* [Prompt] Your task is to quote the records from their first line through the line containing "use crate::error::StageError;", with nothing added or left out.
------------------------------------------------------------
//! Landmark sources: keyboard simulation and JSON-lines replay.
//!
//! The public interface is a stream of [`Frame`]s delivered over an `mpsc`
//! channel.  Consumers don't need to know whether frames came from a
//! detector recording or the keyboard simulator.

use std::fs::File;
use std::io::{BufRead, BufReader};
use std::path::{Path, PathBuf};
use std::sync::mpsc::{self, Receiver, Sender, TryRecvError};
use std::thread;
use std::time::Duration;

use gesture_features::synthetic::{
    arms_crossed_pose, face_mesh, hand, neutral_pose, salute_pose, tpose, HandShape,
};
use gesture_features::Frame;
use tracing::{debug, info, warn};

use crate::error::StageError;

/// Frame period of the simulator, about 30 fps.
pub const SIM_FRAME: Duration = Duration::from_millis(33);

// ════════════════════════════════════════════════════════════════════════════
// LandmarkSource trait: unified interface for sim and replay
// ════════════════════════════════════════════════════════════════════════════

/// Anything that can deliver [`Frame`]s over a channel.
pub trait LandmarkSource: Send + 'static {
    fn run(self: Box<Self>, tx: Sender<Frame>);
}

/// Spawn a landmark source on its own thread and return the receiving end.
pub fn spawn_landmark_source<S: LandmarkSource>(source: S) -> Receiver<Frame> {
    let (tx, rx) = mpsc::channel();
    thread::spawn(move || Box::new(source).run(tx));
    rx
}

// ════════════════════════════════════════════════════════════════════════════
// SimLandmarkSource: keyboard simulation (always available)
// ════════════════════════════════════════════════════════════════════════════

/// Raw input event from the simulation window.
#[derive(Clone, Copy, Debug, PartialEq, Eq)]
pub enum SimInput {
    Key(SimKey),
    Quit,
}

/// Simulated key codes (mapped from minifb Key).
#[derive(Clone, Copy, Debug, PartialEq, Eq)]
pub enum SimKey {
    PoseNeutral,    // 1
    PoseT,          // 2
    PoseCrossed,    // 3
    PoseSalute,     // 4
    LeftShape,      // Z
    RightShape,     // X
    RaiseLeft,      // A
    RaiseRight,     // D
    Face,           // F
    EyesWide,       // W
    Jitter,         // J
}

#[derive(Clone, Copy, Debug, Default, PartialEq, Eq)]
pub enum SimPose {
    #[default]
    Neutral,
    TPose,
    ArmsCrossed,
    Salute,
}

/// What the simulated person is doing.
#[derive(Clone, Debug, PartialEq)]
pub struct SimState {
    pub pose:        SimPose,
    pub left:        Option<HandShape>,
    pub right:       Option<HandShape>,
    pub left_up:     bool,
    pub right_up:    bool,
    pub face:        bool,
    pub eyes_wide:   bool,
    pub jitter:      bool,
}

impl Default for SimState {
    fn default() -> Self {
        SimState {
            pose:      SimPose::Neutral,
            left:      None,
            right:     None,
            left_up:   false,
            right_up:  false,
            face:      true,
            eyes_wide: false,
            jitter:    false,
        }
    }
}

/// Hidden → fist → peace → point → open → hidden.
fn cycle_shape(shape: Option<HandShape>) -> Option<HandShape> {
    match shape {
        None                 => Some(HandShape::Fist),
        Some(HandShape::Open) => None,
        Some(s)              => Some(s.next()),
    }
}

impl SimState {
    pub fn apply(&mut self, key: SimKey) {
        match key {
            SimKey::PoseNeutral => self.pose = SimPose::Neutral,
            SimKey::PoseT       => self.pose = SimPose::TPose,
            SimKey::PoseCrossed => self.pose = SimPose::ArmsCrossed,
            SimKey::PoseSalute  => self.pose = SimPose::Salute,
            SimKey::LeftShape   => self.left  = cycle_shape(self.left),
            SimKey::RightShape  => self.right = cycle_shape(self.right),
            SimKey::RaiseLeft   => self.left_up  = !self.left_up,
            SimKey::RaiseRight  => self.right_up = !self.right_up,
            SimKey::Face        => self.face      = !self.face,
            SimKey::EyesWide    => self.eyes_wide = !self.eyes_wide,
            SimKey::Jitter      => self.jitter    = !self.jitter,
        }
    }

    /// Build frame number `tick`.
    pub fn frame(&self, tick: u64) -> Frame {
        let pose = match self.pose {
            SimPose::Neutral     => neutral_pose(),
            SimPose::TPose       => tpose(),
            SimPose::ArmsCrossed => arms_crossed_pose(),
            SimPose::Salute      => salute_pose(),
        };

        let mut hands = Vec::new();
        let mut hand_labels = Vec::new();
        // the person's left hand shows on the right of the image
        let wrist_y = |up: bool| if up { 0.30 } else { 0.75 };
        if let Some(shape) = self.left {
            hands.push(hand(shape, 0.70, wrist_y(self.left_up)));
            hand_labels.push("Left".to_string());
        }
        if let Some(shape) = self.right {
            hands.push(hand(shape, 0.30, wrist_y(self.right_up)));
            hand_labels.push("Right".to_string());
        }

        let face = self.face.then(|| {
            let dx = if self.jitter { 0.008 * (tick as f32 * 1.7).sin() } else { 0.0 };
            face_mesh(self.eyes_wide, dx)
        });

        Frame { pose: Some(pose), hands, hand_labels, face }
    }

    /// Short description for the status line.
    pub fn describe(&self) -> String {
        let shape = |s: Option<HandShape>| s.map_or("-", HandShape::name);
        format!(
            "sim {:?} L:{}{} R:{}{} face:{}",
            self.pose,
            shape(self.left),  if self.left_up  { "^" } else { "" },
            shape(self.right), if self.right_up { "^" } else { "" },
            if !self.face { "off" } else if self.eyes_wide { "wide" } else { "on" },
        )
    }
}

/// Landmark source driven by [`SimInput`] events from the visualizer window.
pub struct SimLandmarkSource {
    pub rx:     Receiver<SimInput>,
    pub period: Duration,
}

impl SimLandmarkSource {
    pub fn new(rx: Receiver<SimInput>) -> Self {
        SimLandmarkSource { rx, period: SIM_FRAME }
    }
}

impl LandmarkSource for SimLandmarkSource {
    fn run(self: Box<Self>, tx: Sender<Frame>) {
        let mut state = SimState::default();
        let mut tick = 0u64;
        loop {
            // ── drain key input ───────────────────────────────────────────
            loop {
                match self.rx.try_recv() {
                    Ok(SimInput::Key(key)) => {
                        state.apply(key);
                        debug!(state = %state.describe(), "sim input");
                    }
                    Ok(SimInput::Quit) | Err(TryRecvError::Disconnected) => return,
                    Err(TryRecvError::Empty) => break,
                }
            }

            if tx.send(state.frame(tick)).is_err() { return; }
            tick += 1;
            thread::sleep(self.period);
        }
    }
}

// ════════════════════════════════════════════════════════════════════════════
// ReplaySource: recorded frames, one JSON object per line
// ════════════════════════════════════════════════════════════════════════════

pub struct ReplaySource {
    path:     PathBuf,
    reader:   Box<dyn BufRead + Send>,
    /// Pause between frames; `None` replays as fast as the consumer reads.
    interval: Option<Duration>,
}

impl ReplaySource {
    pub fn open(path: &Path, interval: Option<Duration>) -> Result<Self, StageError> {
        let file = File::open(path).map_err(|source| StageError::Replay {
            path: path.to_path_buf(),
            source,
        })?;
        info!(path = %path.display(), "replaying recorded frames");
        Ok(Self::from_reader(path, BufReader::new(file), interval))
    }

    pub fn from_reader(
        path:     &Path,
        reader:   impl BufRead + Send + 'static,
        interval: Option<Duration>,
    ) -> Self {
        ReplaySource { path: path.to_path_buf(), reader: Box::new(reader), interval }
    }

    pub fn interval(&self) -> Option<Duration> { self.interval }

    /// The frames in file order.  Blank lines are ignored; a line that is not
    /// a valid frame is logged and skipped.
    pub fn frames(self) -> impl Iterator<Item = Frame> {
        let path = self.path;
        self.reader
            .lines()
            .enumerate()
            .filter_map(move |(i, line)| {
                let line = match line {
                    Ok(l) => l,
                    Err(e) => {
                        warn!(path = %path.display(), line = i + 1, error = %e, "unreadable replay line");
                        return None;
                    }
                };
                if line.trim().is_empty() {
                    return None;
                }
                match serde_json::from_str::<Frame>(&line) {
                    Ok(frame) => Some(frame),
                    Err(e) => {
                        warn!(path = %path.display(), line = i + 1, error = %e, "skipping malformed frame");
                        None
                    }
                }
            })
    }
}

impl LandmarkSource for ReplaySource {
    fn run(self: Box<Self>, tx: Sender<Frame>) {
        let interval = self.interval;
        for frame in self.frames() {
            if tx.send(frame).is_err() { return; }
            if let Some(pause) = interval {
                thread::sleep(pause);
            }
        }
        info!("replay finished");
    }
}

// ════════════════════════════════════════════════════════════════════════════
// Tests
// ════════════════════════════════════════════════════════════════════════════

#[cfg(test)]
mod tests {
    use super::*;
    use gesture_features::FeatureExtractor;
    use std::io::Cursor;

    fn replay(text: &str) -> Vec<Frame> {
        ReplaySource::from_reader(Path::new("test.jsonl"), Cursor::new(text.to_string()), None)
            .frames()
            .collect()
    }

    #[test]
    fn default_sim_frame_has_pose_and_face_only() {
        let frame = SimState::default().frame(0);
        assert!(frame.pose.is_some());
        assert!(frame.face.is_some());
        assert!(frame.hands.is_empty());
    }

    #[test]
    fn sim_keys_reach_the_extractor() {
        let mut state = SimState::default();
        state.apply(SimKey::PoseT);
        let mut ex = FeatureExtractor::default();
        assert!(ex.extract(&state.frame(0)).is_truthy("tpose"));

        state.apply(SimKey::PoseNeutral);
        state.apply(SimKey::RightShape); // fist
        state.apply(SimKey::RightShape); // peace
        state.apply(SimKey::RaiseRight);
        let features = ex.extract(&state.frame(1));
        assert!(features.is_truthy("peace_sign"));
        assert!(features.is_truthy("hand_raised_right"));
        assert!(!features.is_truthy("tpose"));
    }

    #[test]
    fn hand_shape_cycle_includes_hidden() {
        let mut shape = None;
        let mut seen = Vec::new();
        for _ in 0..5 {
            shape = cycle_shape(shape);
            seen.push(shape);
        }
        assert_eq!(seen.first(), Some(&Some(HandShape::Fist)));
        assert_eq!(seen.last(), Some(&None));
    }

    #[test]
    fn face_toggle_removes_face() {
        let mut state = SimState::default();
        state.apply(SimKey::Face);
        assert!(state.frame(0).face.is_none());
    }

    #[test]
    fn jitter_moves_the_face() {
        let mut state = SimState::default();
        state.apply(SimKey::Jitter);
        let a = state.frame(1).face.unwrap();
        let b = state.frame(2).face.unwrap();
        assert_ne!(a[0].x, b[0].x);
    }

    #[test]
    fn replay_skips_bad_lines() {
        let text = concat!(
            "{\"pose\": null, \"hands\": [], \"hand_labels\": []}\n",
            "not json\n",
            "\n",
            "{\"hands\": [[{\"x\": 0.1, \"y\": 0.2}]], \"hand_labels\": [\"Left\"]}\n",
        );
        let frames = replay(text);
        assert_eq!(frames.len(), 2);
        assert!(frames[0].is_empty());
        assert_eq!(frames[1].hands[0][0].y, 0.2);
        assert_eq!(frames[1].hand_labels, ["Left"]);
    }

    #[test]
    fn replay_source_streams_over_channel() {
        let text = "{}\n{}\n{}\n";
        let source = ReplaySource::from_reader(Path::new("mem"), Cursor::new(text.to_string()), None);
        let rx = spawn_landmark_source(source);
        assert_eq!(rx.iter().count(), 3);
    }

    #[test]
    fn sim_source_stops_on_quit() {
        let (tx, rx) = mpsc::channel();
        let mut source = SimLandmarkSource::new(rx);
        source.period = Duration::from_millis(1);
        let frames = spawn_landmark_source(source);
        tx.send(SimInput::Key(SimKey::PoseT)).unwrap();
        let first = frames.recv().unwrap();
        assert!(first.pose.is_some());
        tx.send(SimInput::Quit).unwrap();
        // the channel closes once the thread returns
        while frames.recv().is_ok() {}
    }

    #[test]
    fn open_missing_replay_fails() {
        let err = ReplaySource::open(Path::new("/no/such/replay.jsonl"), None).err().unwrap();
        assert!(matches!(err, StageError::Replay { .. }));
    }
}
------------------------------------------------------------
* [Answer box]
//! Landmark sources: keyboard simulation and JSON-lines replay.
//!
//! The public interface is a stream of [`Frame`]s delivered over an `mpsc`
//! channel.  Consumers don't need to know whether frames came from a
//! detector recording or the keyboard simulator.

use std::fs::File;
use std::io::{BufRead, BufReader};
use std::path::{Path, PathBuf};
use std::sync::mpsc::{self, Receiver, Sender, TryRecvError};
use std::thread;
use std::time::Duration;

use gesture_features::synthetic::{
    arms_crossed_pose, face_mesh, hand, neutral_pose, salute_pose, tpose, HandShape,
};
use gesture_features::Frame;
use tracing::{debug, info, warn};

use crate::error::StageError;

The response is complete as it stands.